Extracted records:
== Segment start ==

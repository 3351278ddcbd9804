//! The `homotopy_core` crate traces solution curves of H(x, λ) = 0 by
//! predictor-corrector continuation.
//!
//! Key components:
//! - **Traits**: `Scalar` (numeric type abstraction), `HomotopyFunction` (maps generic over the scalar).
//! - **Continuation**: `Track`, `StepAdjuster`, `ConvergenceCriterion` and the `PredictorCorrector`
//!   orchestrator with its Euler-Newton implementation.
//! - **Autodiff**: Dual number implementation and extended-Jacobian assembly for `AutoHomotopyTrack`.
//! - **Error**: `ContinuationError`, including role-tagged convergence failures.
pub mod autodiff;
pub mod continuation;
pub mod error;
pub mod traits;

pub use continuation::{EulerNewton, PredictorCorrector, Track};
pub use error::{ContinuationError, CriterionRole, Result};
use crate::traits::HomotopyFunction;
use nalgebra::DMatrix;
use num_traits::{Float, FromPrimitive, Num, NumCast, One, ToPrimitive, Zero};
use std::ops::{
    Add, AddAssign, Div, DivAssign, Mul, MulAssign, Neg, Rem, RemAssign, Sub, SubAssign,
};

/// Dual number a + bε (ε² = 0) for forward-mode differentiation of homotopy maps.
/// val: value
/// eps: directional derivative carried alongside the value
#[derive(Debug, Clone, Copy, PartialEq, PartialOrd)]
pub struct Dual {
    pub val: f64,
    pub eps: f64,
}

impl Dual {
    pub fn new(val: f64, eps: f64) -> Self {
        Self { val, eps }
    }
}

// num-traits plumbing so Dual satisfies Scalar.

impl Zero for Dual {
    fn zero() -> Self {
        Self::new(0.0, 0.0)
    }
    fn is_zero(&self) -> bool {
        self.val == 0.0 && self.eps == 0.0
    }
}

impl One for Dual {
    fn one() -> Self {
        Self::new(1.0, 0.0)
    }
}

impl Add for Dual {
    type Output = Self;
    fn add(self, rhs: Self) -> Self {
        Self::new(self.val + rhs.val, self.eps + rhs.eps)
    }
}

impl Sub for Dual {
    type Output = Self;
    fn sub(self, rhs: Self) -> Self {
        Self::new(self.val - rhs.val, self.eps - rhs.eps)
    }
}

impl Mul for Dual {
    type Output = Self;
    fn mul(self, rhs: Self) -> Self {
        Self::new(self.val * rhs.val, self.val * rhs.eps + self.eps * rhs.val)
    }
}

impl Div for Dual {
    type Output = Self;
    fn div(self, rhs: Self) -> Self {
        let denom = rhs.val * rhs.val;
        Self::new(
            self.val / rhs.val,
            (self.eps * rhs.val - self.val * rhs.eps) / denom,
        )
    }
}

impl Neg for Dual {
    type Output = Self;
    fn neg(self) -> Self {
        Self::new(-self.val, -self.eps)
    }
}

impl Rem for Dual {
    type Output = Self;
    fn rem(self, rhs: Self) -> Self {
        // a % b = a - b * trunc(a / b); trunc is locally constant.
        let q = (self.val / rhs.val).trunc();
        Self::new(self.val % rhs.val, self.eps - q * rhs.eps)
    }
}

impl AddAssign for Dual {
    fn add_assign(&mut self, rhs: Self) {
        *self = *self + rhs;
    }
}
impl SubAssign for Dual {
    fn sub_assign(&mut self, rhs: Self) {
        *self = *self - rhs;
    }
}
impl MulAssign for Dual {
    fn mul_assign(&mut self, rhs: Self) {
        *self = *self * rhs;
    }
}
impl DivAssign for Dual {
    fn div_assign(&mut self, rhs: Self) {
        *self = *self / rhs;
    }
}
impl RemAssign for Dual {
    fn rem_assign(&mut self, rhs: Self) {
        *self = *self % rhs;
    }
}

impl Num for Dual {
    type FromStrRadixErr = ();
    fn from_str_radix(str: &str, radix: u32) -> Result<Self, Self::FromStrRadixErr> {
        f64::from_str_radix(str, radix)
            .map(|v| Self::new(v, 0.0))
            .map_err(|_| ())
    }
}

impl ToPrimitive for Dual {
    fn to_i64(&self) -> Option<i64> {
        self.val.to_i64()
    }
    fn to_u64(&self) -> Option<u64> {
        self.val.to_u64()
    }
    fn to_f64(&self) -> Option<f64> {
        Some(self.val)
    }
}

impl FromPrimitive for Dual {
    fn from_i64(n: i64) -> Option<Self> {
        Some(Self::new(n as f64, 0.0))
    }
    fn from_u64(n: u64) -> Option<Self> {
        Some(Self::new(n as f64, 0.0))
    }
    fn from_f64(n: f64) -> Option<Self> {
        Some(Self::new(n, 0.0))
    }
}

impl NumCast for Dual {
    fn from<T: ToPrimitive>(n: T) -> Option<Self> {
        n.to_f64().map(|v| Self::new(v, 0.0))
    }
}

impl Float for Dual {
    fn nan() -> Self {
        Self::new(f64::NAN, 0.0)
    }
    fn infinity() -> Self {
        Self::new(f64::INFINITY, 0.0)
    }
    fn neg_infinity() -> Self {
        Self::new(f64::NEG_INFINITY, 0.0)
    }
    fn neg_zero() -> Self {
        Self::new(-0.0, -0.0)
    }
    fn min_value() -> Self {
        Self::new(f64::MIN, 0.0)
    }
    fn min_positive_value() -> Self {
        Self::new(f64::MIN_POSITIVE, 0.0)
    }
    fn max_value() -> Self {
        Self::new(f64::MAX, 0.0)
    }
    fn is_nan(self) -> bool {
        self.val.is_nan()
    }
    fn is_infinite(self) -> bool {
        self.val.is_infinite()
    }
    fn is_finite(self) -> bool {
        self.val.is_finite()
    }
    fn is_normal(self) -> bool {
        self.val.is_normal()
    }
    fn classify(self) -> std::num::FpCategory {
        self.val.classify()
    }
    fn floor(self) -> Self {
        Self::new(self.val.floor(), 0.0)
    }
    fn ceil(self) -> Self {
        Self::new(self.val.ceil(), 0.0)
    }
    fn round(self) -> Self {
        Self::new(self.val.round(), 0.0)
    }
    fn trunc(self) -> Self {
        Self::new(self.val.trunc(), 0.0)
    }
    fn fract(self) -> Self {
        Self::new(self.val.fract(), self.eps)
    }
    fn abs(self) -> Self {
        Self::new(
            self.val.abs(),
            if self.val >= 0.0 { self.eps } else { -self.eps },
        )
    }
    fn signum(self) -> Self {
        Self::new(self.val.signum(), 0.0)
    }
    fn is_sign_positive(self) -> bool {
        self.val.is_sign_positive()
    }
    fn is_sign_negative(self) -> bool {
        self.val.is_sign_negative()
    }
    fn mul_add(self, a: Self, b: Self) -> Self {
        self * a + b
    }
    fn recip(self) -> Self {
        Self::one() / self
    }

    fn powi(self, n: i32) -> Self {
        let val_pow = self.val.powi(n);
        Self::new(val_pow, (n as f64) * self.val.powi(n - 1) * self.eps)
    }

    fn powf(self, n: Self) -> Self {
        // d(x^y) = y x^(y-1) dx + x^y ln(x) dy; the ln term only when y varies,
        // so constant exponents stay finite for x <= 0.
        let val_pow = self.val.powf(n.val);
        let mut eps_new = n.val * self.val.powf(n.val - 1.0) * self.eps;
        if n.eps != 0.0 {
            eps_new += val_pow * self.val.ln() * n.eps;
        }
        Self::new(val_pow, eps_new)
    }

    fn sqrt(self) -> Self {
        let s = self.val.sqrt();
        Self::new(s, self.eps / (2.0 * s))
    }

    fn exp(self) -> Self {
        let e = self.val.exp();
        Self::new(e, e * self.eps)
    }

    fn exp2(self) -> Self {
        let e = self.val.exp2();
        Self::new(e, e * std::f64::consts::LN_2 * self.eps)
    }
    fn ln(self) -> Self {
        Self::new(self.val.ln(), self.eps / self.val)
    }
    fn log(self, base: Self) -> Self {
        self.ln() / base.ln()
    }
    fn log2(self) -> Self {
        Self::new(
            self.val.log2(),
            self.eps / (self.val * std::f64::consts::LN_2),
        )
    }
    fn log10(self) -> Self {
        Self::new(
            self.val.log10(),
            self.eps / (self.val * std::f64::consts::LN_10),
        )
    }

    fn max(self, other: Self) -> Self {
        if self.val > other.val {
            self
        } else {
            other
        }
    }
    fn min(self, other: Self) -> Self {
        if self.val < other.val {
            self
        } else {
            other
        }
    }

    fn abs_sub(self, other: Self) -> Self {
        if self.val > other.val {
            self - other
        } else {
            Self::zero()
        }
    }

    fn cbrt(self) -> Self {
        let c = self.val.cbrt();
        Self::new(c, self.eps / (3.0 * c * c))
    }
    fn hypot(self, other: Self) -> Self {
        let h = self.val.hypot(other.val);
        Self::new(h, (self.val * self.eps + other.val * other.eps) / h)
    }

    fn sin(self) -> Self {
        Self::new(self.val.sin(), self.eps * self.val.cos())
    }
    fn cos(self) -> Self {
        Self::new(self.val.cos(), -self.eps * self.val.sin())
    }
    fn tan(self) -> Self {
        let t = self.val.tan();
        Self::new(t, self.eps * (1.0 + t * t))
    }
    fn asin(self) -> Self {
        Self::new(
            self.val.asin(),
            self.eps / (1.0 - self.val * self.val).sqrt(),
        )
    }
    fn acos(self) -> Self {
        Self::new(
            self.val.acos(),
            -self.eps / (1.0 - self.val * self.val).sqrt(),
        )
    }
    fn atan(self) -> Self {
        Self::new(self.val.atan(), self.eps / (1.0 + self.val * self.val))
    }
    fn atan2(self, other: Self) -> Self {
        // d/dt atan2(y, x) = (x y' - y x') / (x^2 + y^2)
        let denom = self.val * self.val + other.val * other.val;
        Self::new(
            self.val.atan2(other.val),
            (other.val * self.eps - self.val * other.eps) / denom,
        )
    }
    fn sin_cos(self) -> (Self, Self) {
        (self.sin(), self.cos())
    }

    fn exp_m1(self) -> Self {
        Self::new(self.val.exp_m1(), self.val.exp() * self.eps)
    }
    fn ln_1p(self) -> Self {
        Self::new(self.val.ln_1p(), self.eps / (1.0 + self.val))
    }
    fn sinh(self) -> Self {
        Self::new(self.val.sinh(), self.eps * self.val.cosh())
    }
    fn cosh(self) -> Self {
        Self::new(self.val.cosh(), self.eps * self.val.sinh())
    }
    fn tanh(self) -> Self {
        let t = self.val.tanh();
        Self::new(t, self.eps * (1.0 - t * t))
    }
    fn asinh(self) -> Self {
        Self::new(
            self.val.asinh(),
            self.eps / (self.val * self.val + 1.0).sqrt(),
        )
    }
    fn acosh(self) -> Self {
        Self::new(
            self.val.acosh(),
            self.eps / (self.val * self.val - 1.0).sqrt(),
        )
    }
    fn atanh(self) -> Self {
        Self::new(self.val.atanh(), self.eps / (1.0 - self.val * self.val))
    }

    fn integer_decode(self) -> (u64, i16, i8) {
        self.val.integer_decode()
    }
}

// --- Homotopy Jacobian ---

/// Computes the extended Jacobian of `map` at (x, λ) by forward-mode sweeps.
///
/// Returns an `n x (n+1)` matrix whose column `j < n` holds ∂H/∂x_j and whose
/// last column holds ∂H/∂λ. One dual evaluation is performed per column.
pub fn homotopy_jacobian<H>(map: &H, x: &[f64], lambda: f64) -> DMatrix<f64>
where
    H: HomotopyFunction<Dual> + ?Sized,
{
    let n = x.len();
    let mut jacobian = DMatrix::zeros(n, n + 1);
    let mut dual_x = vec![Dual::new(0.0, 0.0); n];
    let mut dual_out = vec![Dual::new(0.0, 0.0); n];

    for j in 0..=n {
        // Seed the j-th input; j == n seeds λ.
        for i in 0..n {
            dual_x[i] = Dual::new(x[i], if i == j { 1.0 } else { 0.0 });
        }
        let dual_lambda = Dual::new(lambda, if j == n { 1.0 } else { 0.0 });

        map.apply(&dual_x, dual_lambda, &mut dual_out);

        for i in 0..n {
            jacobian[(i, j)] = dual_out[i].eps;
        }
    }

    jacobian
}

== Segment end ==

Problem to solve »
Lines from the first one above through the line containing "use nalgebra::DMatrix;" are to be retyped exactly, both included, and nothing more.

Solution to this exercise »
repository 3351278ddcbd9804
//! The `homotopy_core` crate traces solution curves of H(x, λ) = 0 by
//! predictor-corrector continuation.
//!
//! Key components:
//! - **Traits**: `Scalar` (numeric type abstraction), `HomotopyFunction` (maps generic over the scalar).
//! - **Continuation**: `Track`, `StepAdjuster`, `ConvergenceCriterion` and the `PredictorCorrector`
//!   orchestrator with its Euler-Newton implementation.
//! - **Autodiff**: Dual number implementation and extended-Jacobian assembly for `AutoHomotopyTrack`.
//! - **Error**: `ContinuationError`, including role-tagged convergence failures.
pub mod autodiff;
pub mod continuation;
pub mod error;
pub mod traits;

pub use continuation::{EulerNewton, PredictorCorrector, Track};
pub use error::{ContinuationError, CriterionRole, Result};
use crate::traits::HomotopyFunction;
use nalgebra::DMatrix;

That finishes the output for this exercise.